Tuesday, May 28, 2024

Post Competition meals (aerobic training)

     In case you haven't noticed we have a little theme going on here at Dad Fitness. Nutrition beforeduring and now after training.

     The point of eating after training is to rehydrate, replenish glycogen (readily made energy in the body) levels, and repair muscle tissue. How much food should your body intake? Great question. Hopefully I can answer that in the next few paragraphs. 

    IT ALL DEPENDS

    Gee Tom way to answer the question. Really putting that master's degree at work. Hold on, let me explain. The aerobic training itself matters. A marathon is different than a 5K, a 500m swim is different than a 20-mile bike ride. Intensity also matters, a hard tempo run is different than longer, slower run. Weight, age and gender also play a factor. A 20-year-old male and 45-year-old female will have different metabolic needs. One common theme between all ages, genders, training style is Sodium. Sodium assists with water retention. Adding salting your next meal or consuming a sports drink is fine. If you consume a sports drink, afterwards check the ingredients and nutrition facts for Sodium, potassium and carbs. Ideally, you want a carb source that is less than 10% of carb concentration. Too much will cause GI issues. Nothing worse than attempting to refuel then having to do a class two download (little military humor. I you're not military.... use your imagination). 

    Post aerobic training your body goes through two stages of recovery (in terms of post-exercise food). The first 30-60 min is independent of insulin and glycogen syntheses occurs rapidly. This is why after you run you are starving, and it seems that whatever you eat is not enough. Ideally, you would want to eat 1-1.85 carbs per kilogram of body weight during that time frame while your body can rapidly process it. If you're a 190-pound (86kg) person then that would be 129g of carbs (1.5x86). 129g seems like a lot but a banana is 20g, Greek yogurt is 14g, protein power is 4g, 1 cup of milk is 12g.

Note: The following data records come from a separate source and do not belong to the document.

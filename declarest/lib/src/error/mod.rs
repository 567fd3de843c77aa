//! Layered error types for the declarest crate.
//!
//! The error hierarchy is structured for actionable diagnostics:
//! - [`ApiError`] - Top-level error type for all operations
//! - [`PathError`] - Dotted-path and URL template errors (caller bugs)
//! - [`ConfigError`] - Endpoint, action and model configuration errors
//! - [`ClientError`] - Transport, HTTP status and duplicate-request errors
//! - [`ValidationError`] - Response conversion errors

mod api_error;
mod client_error;
mod config_error;
mod path_error;
mod validation_error;

pub use api_error::ApiError;
pub use client_error::{ClientError, ErrorResponse};
pub use config_error::ConfigError;
pub use path_error::PathError;
pub use validation_error::ValidationError;
//! Name to constructor bindings for models.

use std::collections::BTreeMap;
use std::fmt;
use std::sync::Arc;

use serde_json::Value;

use super::{BaseModel, Model};
use crate::error::ConfigError;

/// Name under which [`BaseModel`] is registered by default.
pub const BASE_MODEL: &str = "BaseModel";

/// Builds a model instance from response data.
pub type ModelFactory = Arc<dyn Fn(Value) -> Box<dyn Model> + Send + Sync>;

/// Explicit registry of model constructors, populated at startup.
///
/// Endpoint and action definitions refer to models by name; the names are
/// resolved against this registry when the API is built, so a typo fails
/// fast with [`ConfigError::UnknownModel`].
///
/// ## Examples
///
/// ```rust
/// use declarest::model::{BaseModel, ModelRegistry};
///
/// let registry = ModelRegistry::default().with("User", BaseModel::new);
/// assert!(registry.contains("User"));
/// assert!(registry.contains("BaseModel"));
/// assert!(registry.factory("Group").is_err());
/// ```
#[derive(Clone)]
pub struct ModelRegistry {
    factories: BTreeMap<String, ModelFactory>,
}

impl ModelRegistry {
    /// Creates a registry with no models at all.
    pub fn empty() -> Self {
        Self {
            factories: BTreeMap::new(),
        }
    }

    /// Registers a constructor under `name`, replacing any previous one.
    pub fn register<M, F>(&mut self, name: impl Into<String>, factory: F) -> &mut Self
    where
        M: Model + 'static,
        F: Fn(Value) -> M + Send + Sync + 'static,
    {
        let factory: ModelFactory = Arc::new(move |data| -> Box<dyn Model> { Box::new(factory(data)) });
        self.factories.insert(name.into(), factory);
        self
    }

    /// Chained form of [`register`](Self::register).
    pub fn with<M, F>(mut self, name: impl Into<String>, factory: F) -> Self
    where
        M: Model + 'static,
        F: Fn(Value) -> M + Send + Sync + 'static,
    {
        self.register(name, factory);
        self
    }

    pub fn contains(&self, name: &str) -> bool {
        self.factories.contains_key(name)
    }

    /// Returns the constructor registered under `name`.
    ///
    /// ## Errors
    ///
    /// Returns [`ConfigError::UnknownModel`] if nothing is registered.
    pub fn factory(&self, name: &str) -> Result<ModelFactory, ConfigError> {
        self.factories
            .get(name)
            .cloned()
            .ok_or_else(|| ConfigError::unknown_model(name))
    }

    /// Instantiates the model registered under `name`.
    pub fn create(&self, name: &str, data: Value) -> Result<Box<dyn Model>, ConfigError> {
        let factory = self.factory(name)?;
        Ok(factory(data))
    }

    pub fn names(&self) -> impl Iterator<Item = &str> {
        self.factories.keys().map(String::as_str)
    }
}

impl Default for ModelRegistry {
    fn default() -> Self {
        Self::empty().with(BASE_MODEL, BaseModel::new)
    }
}

impl fmt::Debug for ModelRegistry {
    fn fmt(&self, f: &mut fmt::Formatter<'_>) -> fmt::Result {
        f.debug_struct("ModelRegistry")
            .field("models", &self.factories.keys().collect::<Vec<_>>())
            .finish()
    }
}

Together that is 50g plus a balanced diet that includes protein will get you to the 1.5g per kilogram goal. Choose foods that are higher on the Glycemic load scale to replenish glycogen faster. Consuming a meal immediately after training is imperative if you're going to train again later that day. Many folks in the military do two-a-days for training. Eating enough calories to sustain themselves is crucial for maximizing performance. After that hour glycogen synthesis slows down and carbs aren't as absorbed as quickly. This is not definite nutritional have to; They are simply recommendations. If I run in the morning, I may add more calories to my normal meals and over the course of the day my glycogen levels are restored. If I run during the day, then I will have a carb rich meal afterwards to replenish calories lost.